Heterogeneity of cancer-associated fibroblasts is associated with chemotherapy treatment outcomes. (A) Platinum-free interval values in the three tumor evolution branches in dataset GSE165897. (B) UMAP (i) and bar plot (ii) showing the major cell types and their origin. (C) Volcano plot showing the differential genes for cancer-associated fibroblast (CAF) subtypes. Upregulated genes are indicated in red, while downregulated ones are indicated in blue. The X-axis represents the log2 fold change, and the Y-axis represents the single-cell clustering information. (D) UMAP(i) and bar plot (ii) showing the subtypes and origins of CAFs.

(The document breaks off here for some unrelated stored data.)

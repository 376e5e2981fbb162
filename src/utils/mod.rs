pub mod html;
pub mod logging;

// Re-export common functions
pub use logging::init_logging;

Scatter plot showing the expression level of marker genes (iii). (E) WGCNA results showing the gene modules of distinct CAF subtypes in GSE165897. (F) Heatmap showing the CAF subtype correlation between datasets GSE154600 and GSE165897.

Fig. 6

Correlation between 24 genes of CXCL12-positive fibroblasts and prognosis and drug resistance in high-grade serous ovarian cancer. (A) Forest plot showing the risk prognosis results from 24 shared CXCL12-positive fibroblasts obtained from two single-cell samples via COX regression in GSE14764. (B) Overall survival curves showing the prognosis results with different cancer-associated fibroblast (CAF) risk scores in the four high-grade serous ovarian cancer cohorts. In this analysis, for Fig. 6B, we first identified 24 signature genes associated with CXCL12-positive CAF cells. We then applied the COX regression coefficients obtained from Fig. 6A to compute a risk score for each patient. Using the median risk score as the cutoff, we divided the patients into high-risk and low-risk groups. To assess the prognostic significance, we employed the log-rank test to calculate the p-value, thereby verifying that patients with high expression of CXCL12-positive CAF genes have poorer prognoses. (C) We performed a log-rank test to calculate the p-values and assess the correlation between genes identified in the dataset GSE14764 in Fig. 6A (DCN, CXCL12 and TNFAIP6) that are most strongly associated with poor prognosis in relation to CXCL12-positive CAFs. We conducted the prognostic analysis using 1,232 serous OV patients’ data available on the https://kmplot.com/analysis, by selecting the median expression level of each gene as the cutoff. (D) Box plot showing the Friends analysis results. (E) AUC and Sankey diagram showing the prediction of chemotherapy resistance using the 24 CXCL12 positive CAFs genes. R, chemotherapy resistant. S, chemotherapy sensitive.

Fig. 7

Function and spatial distribution characteristics of CXCL12-positive fibroblasts. (A) The bar chart showing the silencing effect of the CXCL12 receptor gene CXCR4 (ns, not significant, *P < 0.05, **P < 0.01, and ***P < 0.001 by t-test). (B) Western blot showing the silencing effect of CXCR4 and the expression levels of CXCR4 protein in the control and CXCR4-silenced groups after the addition of exogenous CXCL12 protein. (C) The CCK8 results show that silencing CXCR4 significantly inhibits the viability of tumor cells (*P < 0.05 by t-test). (i) Clustering and spatial distribution, (ii) cell type composition in each cluster, and (iii) gene profile around the tumor boundary in (D) chemotherapy-resistant samples and (E) chemotherapy-sensitive samples. (F) The multiplex immunofluorescence results show the spatial proximity relationship between fibroblasts and tumor cells in chemotherapy-resistant (i) and chemotherapy-sensitive (ii) and samples. Scale bars = 50 μm.